[Stored data]

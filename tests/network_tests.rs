//! Peer manager tests over loopback TCP

use bytes::Bytes;
use pqchain_node::network::framing::frame;
use pqchain_node::network::{NetworkError, PeerEvent, PeerManager, Topic, Transport};
use pqchain_node::utils::{current_timestamp, shutdown_channel};
use std::net::SocketAddr;
use std::sync::Arc;
use std::time::Duration;
use tokio::io::AsyncWriteExt;
use tokio::net::{TcpListener, TcpStream};
mod common;
use common::*;

const WAIT: Duration = Duration::from_secs(5);

/// Connected (client, server-side) pair on loopback
async fn socket_pair() -> (TcpStream, TcpStream) {
    let listener = TcpListener::bind("127.0.0.1:0").await.unwrap();
    let addr = listener.local_addr().unwrap();
    let client = TcpStream::connect(addr).await.unwrap();
    let (server, _) = listener.accept().await.unwrap();
    (client, server)
}

async fn eventually<F, Fut>(mut check: F) -> bool
where
    F: FnMut() -> Fut,
    Fut: std::future::Future<Output = bool>,
{
    let deadline = tokio::time::Instant::now() + WAIT;
    while tokio::time::Instant::now() < deadline {
        if check().await {
            return true;
        }
        tokio::time::sleep(Duration::from_millis(10)).await;
    }
    false
}

struct FailingTransport;

#[async_trait::async_trait]
impl Transport for FailingTransport {
    async fn listen(&self, addr: SocketAddr) -> anyhow::Result<TcpListener> {
        Ok(TcpListener::bind(addr).await?)
    }

    async fn connect(&self, addr: SocketAddr, _timeout: Duration) -> anyhow::Result<TcpStream> {
        anyhow::bail!("refusing to dial {}", addr)
    }
}

#[tokio::test]
async fn test_second_registration_rejected_while_first_is_alive() {
    let (_tx, rx) = shutdown_channel();
    let (manager, _channels) = PeerManager::new(loopback_config(), rx);

    let (_client1, server1) = socket_pair().await;
    let (_client2, server2) = socket_pair().await;

    manager
        .register_peer(Topic::Transactions, server1)
        .await
        .unwrap();
    match manager.register_peer(Topic::Transactions, server2).await {
        Err(NetworkError::AlreadyConnected { topic, ip }) => {
            assert_eq!(topic, Topic::Transactions);
            assert_eq!(ip, LOCALHOST);
        }
        other => panic!("expected AlreadyConnected, got {:?}", other.map(|c| c.id())),
    }
    assert_eq!(manager.peers(Topic::Transactions).await, vec![LOCALHOST]);
}

#[tokio::test]
async fn test_same_ip_on_other_topic_is_independent() {
    let (_tx, rx) = shutdown_channel();
    let (manager, _channels) = PeerManager::new(loopback_config(), rx);

    let (_client1, server1) = socket_pair().await;
    let (_client2, server2) = socket_pair().await;

    manager.register_peer(Topic::Transactions, server1).await.unwrap();
    manager.register_peer(Topic::BlockSync, server2).await.unwrap();
    assert_eq!(manager.peers(Topic::BlockSync).await, vec![LOCALHOST]);
}

#[tokio::test]
async fn test_registration_resets_trust_to_max() {
    let (_tx, rx) = shutdown_channel();
    let (manager, _channels) = PeerManager::new(loopback_config(), rx);
    let (_client, server) = socket_pair().await;

    manager.register_peer(Topic::Transactions, server).await.unwrap();
    assert_eq!(manager.trust_of(LOCALHOST).await, Some(2));
}

#[tokio::test]
async fn test_banned_address_cannot_register() {
    let (_tx, rx) = shutdown_channel();
    let (manager, _channels) = PeerManager::new(loopback_config(), rx);
    assert!(manager.ban_ip(LOCALHOST).await);

    let (_client, server) = socket_pair().await;
    assert!(matches!(
        manager.register_peer(Topic::Transactions, server).await,
        Err(NetworkError::Banned(_))
    ));
}

#[tokio::test]
async fn test_oversized_frames_exhaust_trust_and_ban() {
    let (_tx, rx) = shutdown_channel();
    let mut config = loopback_config();
    config.max_message_size = 16;
    let (manager, mut channels) = PeerManager::new(config, rx);

    let (mut client, server) = socket_pair().await;
    manager.register_peer(Topic::Transactions, server).await.unwrap();

    let oversized = frame(&[7u8; 64]);
    client.write_all(&oversized).await.unwrap();
    client.write_all(&oversized).await.unwrap();

    let m = Arc::clone(&manager);
    assert!(eventually(|| {
        let m = Arc::clone(&m);
        async move { m.is_banned(LOCALHOST).await }
    })
    .await);
    assert!(manager.ban_expiry(LOCALHOST).await.unwrap() > current_timestamp());
    assert!(manager.stats().protocol_violations >= 2);
    assert!(manager.peers(Topic::Transactions).await.is_empty());
    // Nothing from the offending stream was delivered
    assert!(channels.inbound.try_recv().is_err());
}

#[tokio::test]
async fn test_payload_containing_sentinel_is_delivered_whole() {
    let (_tx, rx) = shutdown_channel();
    let (manager, mut channels) = PeerManager::new(loopback_config(), rx);

    let (mut client, server) = socket_pair().await;
    manager.register_peer(Topic::Transactions, server).await.unwrap();

    let payload = b"user data <-END-> more user data".to_vec();
    let mut wire = frame(&payload);
    wire.extend_from_slice(&frame(&payload));
    client.write_all(&wire).await.unwrap();

    for _ in 0..2 {
        let received = tokio::time::timeout(WAIT, channels.inbound.recv())
            .await
            .unwrap()
            .unwrap();
        assert_eq!(received.payload, Bytes::from(payload.clone()));
    }
    assert_eq!(manager.stats().protocol_violations, 0);
    assert!(!manager.is_banned(LOCALHOST).await);
}

#[tokio::test]
async fn test_concurrent_registrations_keep_one_connection() {
    let (_tx, rx) = shutdown_channel();
    let (manager, _channels) = PeerManager::new(loopback_config(), rx);

    let (_client1, server1) = socket_pair().await;
    let (_client2, server2) = socket_pair().await;

    let (first, second) = tokio::join!(
        manager.register_peer(Topic::Transactions, server1),
        manager.register_peer(Topic::Transactions, server2),
    );
    let registered: Vec<u64> = [first, second]
        .into_iter()
        .filter_map(|r| r.ok().map(|c| c.id()))
        .collect();
    assert_eq!(registered.len(), 1);

    assert_eq!(manager.peers(Topic::Transactions).await, vec![LOCALHOST]);
    assert_eq!(
        manager.connection_id(Topic::Transactions, LOCALHOST).await,
        Some(registered[0])
    );
}

#[tokio::test]
async fn test_dial_failures_ban_the_address() {
    let (_tx, rx) = shutdown_channel();
    let (manager, _channels) =
        PeerManager::with_transport(loopback_config(), Arc::new(FailingTransport), rx);
    let target = "10.9.9.9".parse().unwrap();

    match manager.connect(Topic::Transactions, target).await {
        Err(NetworkError::DialFailed { attempts, .. }) => assert_eq!(attempts, 2),
        other => panic!("expected DialFailed, got {:?}", other.map(|c| c.id())),
    }
    assert!(manager.is_banned(target).await);

    // Further dials are refused outright
    assert!(matches!(
        manager.connect(Topic::Transactions, target).await,
        Err(NetworkError::Banned(_))
    ));
}

#[tokio::test]
async fn test_send_reaches_remote_inbound_queue() {
    let (_tx, rx) = shutdown_channel();
    let (listener_side, mut listener_channels) = PeerManager::new(loopback_config(), rx.clone());
    let bound = listener_side.listen(Topic::Transactions).await.unwrap();

    let mut dialer_config = loopback_config();
    dialer_config.ports.set_port(Topic::Transactions, bound.port());
    let (dialer, _dialer_channels) = PeerManager::new(dialer_config, rx);

    dialer.connect(Topic::Transactions, LOCALHOST).await.unwrap();
    dialer
        .send(Topic::Transactions, LOCALHOST, b"hello peer")
        .await
        .unwrap();

    let received = tokio::time::timeout(WAIT, listener_channels.inbound.recv())
        .await
        .unwrap()
        .unwrap();
    assert_eq!(received.topic, Topic::Transactions);
    assert_eq!(received.peer, LOCALHOST);
    assert_eq!(received.payload, Bytes::from_static(b"hello peer"));
}

#[tokio::test]
async fn test_broadcast_drains_through_send_loop() {
    let (_tx, rx) = shutdown_channel();
    let (hub, _hub_channels) = PeerManager::new(loopback_config(), rx.clone());
    hub.start().await.unwrap();
    let bound = hub.local_addr(Topic::NonceBroadcast).unwrap();

    let mut leaf_config = loopback_config();
    leaf_config.ports.set_port(Topic::NonceBroadcast, bound.port());
    let (leaf, mut leaf_channels) = PeerManager::new(leaf_config, rx);
    leaf.connect(Topic::NonceBroadcast, LOCALHOST).await.unwrap();

    let h = Arc::clone(&hub);
    assert!(eventually(|| {
        let h = Arc::clone(&h);
        async move { !h.peers(Topic::NonceBroadcast).await.is_empty() }
    })
    .await);

    assert!(hub.broadcast(Topic::NonceBroadcast, Bytes::from_static(b"nonce")));
    let received = tokio::time::timeout(WAIT, leaf_channels.inbound.recv())
        .await
        .unwrap()
        .unwrap();
    assert_eq!(received.payload, Bytes::from_static(b"nonce"));
    assert_eq!(received.topic, Topic::NonceBroadcast);
}

#[tokio::test]
async fn test_peer_diff_reports_added_and_removed() {
    let (_tx, rx) = shutdown_channel();
    let (manager, mut channels) = PeerManager::new(loopback_config(), rx);
    manager.start().await.unwrap();

    let (client, server) = socket_pair().await;
    manager.register_peer(Topic::BlockSync, server).await.unwrap();

    let mut saw_added = false;
    let mut saw_disconnect = false;
    let mut saw_removed = false;
    let mut client = Some(client);

    while !saw_removed {
        let event = tokio::time::timeout(WAIT, channels.events.recv())
            .await
            .unwrap()
            .unwrap();
        match event {
            PeerEvent::Added { topic, ip } => {
                assert_eq!((topic, ip), (Topic::BlockSync, LOCALHOST));
                saw_added = true;
                // Closing the remote end removes the peer
                drop(client.take());
            }
            PeerEvent::Disconnected { topic, .. } => {
                assert_eq!(topic, Topic::BlockSync);
                saw_disconnect = true;
            }
            PeerEvent::Removed { topic, ip } => {
                assert_eq!((topic, ip), (Topic::BlockSync, LOCALHOST));
                saw_removed = true;
            }
            PeerEvent::Banned { ip, .. } => panic!("unexpected ban of {}", ip),
        }
    }
    assert!(saw_added);
    assert!(saw_disconnect);
}

#[tokio::test]
async fn test_shutdown_stops_listeners() {
    let (tx, rx) = shutdown_channel();
    let (manager, _channels) = PeerManager::new(loopback_config(), rx);
    manager.start().await.unwrap();
    let bound = manager.local_addr(Topic::Rpc).unwrap();

    tx.send(true).unwrap();

    assert!(eventually(|| async move { TcpStream::connect(bound).await.is_err() }).await);
}
//! End-to-end node tests: wire bytes in, pooled transactions out

use pqchain_node::config::NodeConfig;
use pqchain_node::network::framing::frame;
use pqchain_node::network::{MessageTag, Topic, TransactionsMessage};
use pqchain_node::utils::shutdown_channel;
use pqchain_node::{Node, PoolKind};
use std::sync::Arc;
use std::time::Duration;
use tokio::io::AsyncWriteExt;
use tokio::net::TcpStream;
mod common;
use common::*;

fn node_config() -> NodeConfig {
    NodeConfig {
        p2p: loopback_config(),
        ..NodeConfig::default()
    }
}

#[tokio::test]
async fn test_framed_transactions_are_admitted() {
    let (_tx, rx) = shutdown_channel();
    let (node, mut streams) = Node::new(node_config(), Arc::new(AcceptAll), rx).unwrap();
    node.start().await.unwrap();
    let addr = node.network().local_addr(Topic::Transactions).unwrap();

    let txs: Vec<_> = (0..3)
        .map(|n| {
            TestTransactionBuilder::new(PoolKind::Standard)
                .nonce(n)
                .gas_price(n + 1)
                .build()
        })
        .collect();
    let message = TransactionsMessage::from_transactions(
        MessageTag::Transaction,
        node.chain_id(),
        MessageTag::Transaction,
        &txs,
    )
    .unwrap();

    let mut peer = TcpStream::connect(addr).await.unwrap();
    peer.write_all(&frame(&message.encode())).await.unwrap();

    for _ in 0..3 {
        let admitted = tokio::time::timeout(Duration::from_secs(5), streams.transactions.recv())
            .await
            .unwrap()
            .unwrap();
        assert!(txs.contains(&admitted));
    }
    assert_eq!(node.mempool().count(), 3);
    let best = node.mempool().peek_standard(1);
    assert_eq!(best[0].priority, 3);
}

#[tokio::test]
async fn test_second_start_is_rejected() {
    let (_tx, rx) = shutdown_channel();
    let (node, _streams) = Node::new(node_config(), Arc::new(AcceptAll), rx).unwrap();
    node.start().await.unwrap();
    assert!(node.start().await.is_err());
}

#[test]
fn test_invalid_config_is_refused() {
    let (_tx, rx) = shutdown_channel();
    let mut config = node_config();
    config.mempool.ban_forget_after = config.mempool.ban_threshold;
    assert!(Node::new(config, Arc::new(AcceptAll), rx).is_err());
}
//! Shared fixtures for integration tests

#![allow(dead_code)]

use pqchain_node::config::P2pConfig;
use pqchain_node::network::Topic;
use pqchain_node::primitives::{address_from_pubkey, SigSchemes, SignatureVerifier};
use pqchain_node::{PoolKind, Transaction};
use std::net::{IpAddr, Ipv4Addr};

pub const LOCALHOST: IpAddr = IpAddr::V4(Ipv4Addr::LOCALHOST);

/// Verifier that accepts every signature
pub struct AcceptAll;

impl SignatureVerifier for AcceptAll {
    fn verify(&self, _: &[u8], _: &[u8], _: &[u8], _: &SigSchemes) -> bool {
        true
    }
}

/// Verifier that rejects every signature
pub struct RejectAll;

impl SignatureVerifier for RejectAll {
    fn verify(&self, _: &[u8], _: &[u8], _: &[u8], _: &SigSchemes) -> bool {
        false
    }
}

/// Loopback config with OS-assigned ports and fast timers
pub fn loopback_config() -> P2pConfig {
    let mut config = P2pConfig {
        listen_ip: LOCALHOST,
        max_trust: 2,
        connect_retries: 2,
        connect_backoff_ms: 1,
        connect_timeout_ms: 500,
        write_timeout_ms: 500,
        peer_diff_interval_ms: 20,
        read_retry_delay_ms: 10,
        ..P2pConfig::default()
    };
    for topic in Topic::ALL {
        config.ports.set_port(topic, 0);
    }
    config
}

pub struct TestTransactionBuilder {
    tx: Transaction,
}

impl TestTransactionBuilder {
    pub fn new(kind: PoolKind) -> Self {
        let pubkey = vec![0xab; 32];
        Self {
            tx: Transaction {
                kind,
                chain_id: 1,
                height: 1,
                nonce: 0,
                sender: address_from_pubkey(&pubkey),
                recipient: [0x11; 20],
                amount: 100,
                gas_price: 1,
                delay: 0,
                pubkey,
                signature: vec![0x5a; 32],
            },
        }
    }

    pub fn chain_id(mut self, chain_id: u16) -> Self {
        self.tx.chain_id = chain_id;
        self
    }

    pub fn nonce(mut self, nonce: u64) -> Self {
        self.tx.nonce = nonce;
        self
    }

    pub fn gas_price(mut self, gas_price: u64) -> Self {
        self.tx.gas_price = gas_price;
        self
    }

    pub fn amount(mut self, amount: u64) -> Self {
        self.tx.amount = amount;
        self
    }

    pub fn height(mut self, height: u64) -> Self {
        self.tx.height = height;
        self
    }

    pub fn delay(mut self, delay: u64) -> Self {
        self.tx.delay = delay;
        self
    }

    /// Break address derivation so verification fails
    pub fn foreign_sender(mut self) -> Self {
        self.tx.sender = [0xee; 20];
        self
    }

    pub fn build(self) -> Transaction {
        self.tx
    }
}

__Task item__. The answer is the run of lines above from the line containing "let (dialer, _dialer_channels)" through the line containing "let (client, server)", copied exactly and alone.

__Finished exercise__.
    let (dialer, _dialer_channels) = PeerManager::new(dialer_config, rx);

    dialer.connect(Topic::Transactions, LOCALHOST).await.unwrap();
    dialer
        .send(Topic::Transactions, LOCALHOST, b"hello peer")
        .await
        .unwrap();

    let received = tokio::time::timeout(WAIT, listener_channels.inbound.recv())
        .await
        .unwrap()
        .unwrap();
    assert_eq!(received.topic, Topic::Transactions);
    assert_eq!(received.peer, LOCALHOST);
    assert_eq!(received.payload, Bytes::from_static(b"hello peer"));
}

#[tokio::test]
async fn test_broadcast_drains_through_send_loop() {
    let (_tx, rx) = shutdown_channel();
    let (hub, _hub_channels) = PeerManager::new(loopback_config(), rx.clone());
    hub.start().await.unwrap();
    let bound = hub.local_addr(Topic::NonceBroadcast).unwrap();

    let mut leaf_config = loopback_config();
    leaf_config.ports.set_port(Topic::NonceBroadcast, bound.port());
    let (leaf, mut leaf_channels) = PeerManager::new(leaf_config, rx);
    leaf.connect(Topic::NonceBroadcast, LOCALHOST).await.unwrap();

    let h = Arc::clone(&hub);
    assert!(eventually(|| {
        let h = Arc::clone(&h);
        async move { !h.peers(Topic::NonceBroadcast).await.is_empty() }
    })
    .await);

    assert!(hub.broadcast(Topic::NonceBroadcast, Bytes::from_static(b"nonce")));
    let received = tokio::time::timeout(WAIT, leaf_channels.inbound.recv())
        .await
        .unwrap()
        .unwrap();
    assert_eq!(received.payload, Bytes::from_static(b"nonce"));
    assert_eq!(received.topic, Topic::NonceBroadcast);
}

#[tokio::test]
async fn test_peer_diff_reports_added_and_removed() {
    let (_tx, rx) = shutdown_channel();
    let (manager, mut channels) = PeerManager::new(loopback_config(), rx);
    manager.start().await.unwrap();

    let (client, server) = socket_pair().await;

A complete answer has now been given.